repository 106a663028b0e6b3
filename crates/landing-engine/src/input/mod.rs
pub mod queue;
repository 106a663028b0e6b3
use crate::api::config::ChoreographyConfig;
use crate::api::error::Result;
use crate::extensions::easing::Easing;
use crate::extensions::tween::{Property, Tween, TweenTarget};
use crate::page::document::PageState;
use crate::page::element::{CardIndex, ClassName, ElementId};
use crate::page::layout::Viewport;
use super::{Cue, LandingTimeline};

/// When the selected card is handed back to the grid.
pub const RESTORE_AT: f32 = 0.9;
/// When the slot assembly is reset and card clicks unlock.
pub const FINISH_AT: f32 = 1.3;
pub const SIBLING_RETURN_DURATION: f32 = 0.4;

/// Resting positions the card and slot return to.
#[derive(Debug, Clone, Copy, PartialEq)]
pub struct ReturnPlan {
    pub selected: CardIndex,
    /// Slot container top at rest.
    pub slot_top: f32,
    /// Card top while seated in the resting slot.
    pub card_top: f32,
}

impl ReturnPlan {
    pub fn new(selected: CardIndex, viewport: Viewport, config: &ChoreographyConfig) -> Self {
        let slot_top = viewport.height / 2.0 + config.slot_center_offset;
        Self {
            selected,
            slot_top,
            card_top: slot_top - config.slot_overlap,
        }
    }
}

/// Hide the secondary UI, sink the slot back to center, eject the card and
/// hand everything back to the grid.
pub fn return_timeline(config: &ChoreographyConfig, plan: &ReturnPlan) -> LandingTimeline {
    let mut tl = LandingTimeline::new("back");
    let card = TweenTarget::Element(ElementId::Card(plan.selected));
    let slot = TweenTarget::Element(ElementId::SlotContainer);
    let void = TweenTarget::Element(ElementId::SlotVoid);

    tl.add(
        0.0,
        Tween::new(TweenTarget::Element(ElementId::BackButton), 0.25, Easing::CubicIn)
            .to(Property::Opacity, 0.0),
    )
    .add(
        0.0,
        Tween::new(TweenTarget::Element(ElementId::GameContent), 0.25, Easing::CubicIn)
            .to(Property::Opacity, 0.0)
            .with_on_complete(Cue::HideSecondary),
    );

    tl.add(0.2, Tween::new(card, 0.4, Easing::CubicInOut).to(Property::Top, plan.card_top))
        .add(0.2, Tween::new(slot, 0.4, Easing::CubicInOut).to(Property::Top, plan.slot_top))
        .add(
            0.2,
            Tween::new(void, 0.4, Easing::CubicInOut).to(Property::Top, plan.slot_top + config.void_offset),
        )
        .add(0.6, Tween::new(card, 0.3, Easing::CubicOut).to(Property::Top, plan.card_top - config.eject_lift))
        .add(0.7, Tween::new(slot, 0.3, Easing::CubicIn).to(Property::Opacity, 0.0))
        .call(RESTORE_AT, Cue::RestoreSelection(plan.selected))
        .call(FINISH_AT, Cue::FinishReturn);

    tl
}

/// Put the selected card back into normal flow, fully visible.
pub fn restore_selection(page: &mut PageState, selected: CardIndex) -> Result<()> {
    let card = ElementId::Card(selected);
    page.remove_class(card, ClassName::Inserting)?;
    page.remove_class(card, ClassName::Selected)?;
    page.clear_style(card)?;
    page.set_style(card, Property::Opacity, 1.0)?;
    page.set_style(card, Property::TranslateY, 0.0)?;
    Ok(())
}

/// Slide every other card back to its grid position.
pub fn siblings_return_timeline(cards: &[CardIndex], selected: CardIndex) -> LandingTimeline {
    let mut tl = LandingTimeline::new("siblings-return");
    for sibling in cards.iter().filter(|c| **c != selected) {
        tl.add(
            0.0,
            Tween::new(TweenTarget::Element(ElementId::Card(*sibling)), SIBLING_RETURN_DURATION, Easing::CubicOut)
                .to(Property::TranslateX, 0.0)
                .to(Property::Opacity, 1.0),
        );
    }
    tl
}

/// Reset the slot assembly for the next insertion.
pub fn finish_return(page: &mut PageState) -> Result<()> {
    page.clear_style(ElementId::SlotContainer)?;
    page.set_style(ElementId::SlotContainer, Property::Opacity, 0.0)?;
    page.clear_style(ElementId::SlotVoid)?;
    page.remove_class(ElementId::SpeedLines, ClassName::Active)?;
    page.clear_opacity(ElementId::BackButton)?;
    page.clear_opacity(ElementId::GameContent)?;
    Ok(())
}
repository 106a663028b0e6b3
//! Renderer seam.
//!
//! Rasterization happens outside the engine (the browser host draws with its
//! own 3D library). The engine decides *when* a frame is drawn and *what* it
//! contains; a `SceneRenderer` receives that and presents it.

use crate::core::scene::Scene;
use crate::page::layout::Viewport;
use super::camera::PerspectiveCamera;

/// Drawing-buffer size derived from the viewport.
#[derive(Debug, Clone, Copy, PartialEq)]
pub struct RenderSurface {
    /// CSS size.
    pub width: f32,
    pub height: f32,
    /// Device pixels per CSS pixel, after capping.
    pub pixel_ratio: f32,
}

impl RenderSurface {
    /// Size the surface to the viewport with pixel density capped at `max_pixel_ratio`.
    pub fn fit(viewport: Viewport, max_pixel_ratio: f32) -> Self {
        Self {
            width: viewport.width,
            height: viewport.height,
            pixel_ratio: viewport.device_pixel_ratio.min(max_pixel_ratio).max(0.0),
        }
    }

    /// Backing-store size in device pixels.
    pub fn physical_size(&self) -> (u32, u32) {
        (
            (self.width * self.pixel_ratio).round().max(0.0) as u32,
            (self.height * self.pixel_ratio).round().max(0.0) as u32,
        )
    }
}

impl Default for RenderSurface {
    fn default() -> Self {
        Self::fit(Viewport::default(), 2.0)
    }
}

/// Everything needed to draw one frame.
pub struct FrameData<'a> {
    pub scene: &'a Scene,
    pub camera: &'a PerspectiveCamera,
}

/// Presents landing frames.
pub trait SceneRenderer {
    /// Draw one frame.
    fn render(&mut self, frame: &FrameData);

    /// The viewport changed; resize the drawing buffer synchronously.
    fn resize(&mut self, surface: RenderSurface);

    /// Frames drawn so far.
    fn frames_rendered(&self) -> u64;
}

#[cfg(test)]
mod tests {
    use super::*;

    #[test]
    fn pixel_ratio_is_capped() {
        let surface = RenderSurface::fit(Viewport::new(1000.0, 500.0).with_pixel_ratio(3.0), 2.0);
        assert_eq!(surface.pixel_ratio, 2.0);
        assert_eq!(surface.physical_size(), (2000, 1000));
    }

    #[test]
    fn low_density_passes_through() {
        let surface = RenderSurface::fit(Viewport::new(800.0, 600.0).with_pixel_ratio(1.5), 2.0);
        assert_eq!(surface.pixel_ratio, 1.5);
        assert_eq!(surface.physical_size(), (1200, 900));
    }
}
use bytemuck::{Pod, Zeroable};
use glam::{Mat4, Vec3};
use crate::api::config::SceneConfig;

/// Perspective camera looking at a fixed target.
#[derive(Debug, Clone)]
pub struct PerspectiveCamera {
    /// Vertical field of view in degrees.
    pub fov_degrees: f32,
    /// Width over height.
    pub aspect: f32,
    pub near: f32,
    pub far: f32,
    pub position: Vec3,
    pub target: Vec3,
}

/// GPU-side uniform data for the camera.
#[repr(C)]
#[derive(Debug, Clone, Copy, Pod, Zeroable)]
pub struct CameraUniform {
    pub view_projection: [[f32; 4]; 4],
}

impl PerspectiveCamera {
    pub fn new(fov_degrees: f32, aspect: f32, near: f32, far: f32) -> Self {
        Self {
            fov_degrees,
            aspect,
            near,
            far,
            position: Vec3::ZERO,
            target: Vec3::ZERO,
        }
    }

    /// Camera at `(0, 0, camera_distance)` looking at the origin.
    pub fn from_config(config: &SceneConfig, aspect: f32) -> Self {
        let mut camera = Self::new(config.fov_degrees, aspect, config.near, config.far);
        camera.position = Vec3::new(0.0, 0.0, config.camera_distance);
        camera.look_at(Vec3::ZERO);
        camera
    }

    pub fn look_at(&mut self, target: Vec3) {
        self.target = target;
    }

    /// Keep the projection in sync with a resized viewport.
    pub fn set_aspect(&mut self, aspect: f32) {
        if aspect.is_finite() && aspect > 0.0 {
            self.aspect = aspect;
        }
    }

    pub fn projection_matrix(&self) -> Mat4 {
        Mat4::perspective_rh(self.fov_degrees.to_radians(), self.aspect, self.near, self.far)
    }

    pub fn view_matrix(&self) -> Mat4 {
        Mat4::look_at_rh(self.position, self.target, Vec3::Y)
    }

    pub fn view_projection(&self) -> Mat4 {
        self.projection_matrix() * self.view_matrix()
    }

    pub fn uniform(&self) -> CameraUniform {
        CameraUniform {
            view_projection: self.view_projection().to_cols_array_2d(),
        }
    }

    /// Distance from the camera to its target.
    pub fn distance(&self) -> f32 {
        (self.position - self.target).length()
    }
}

=====

● **Work request**
Look for the word "pixels" in the records above, count the lines that hold it, and give only that number.

● **Answer below**
2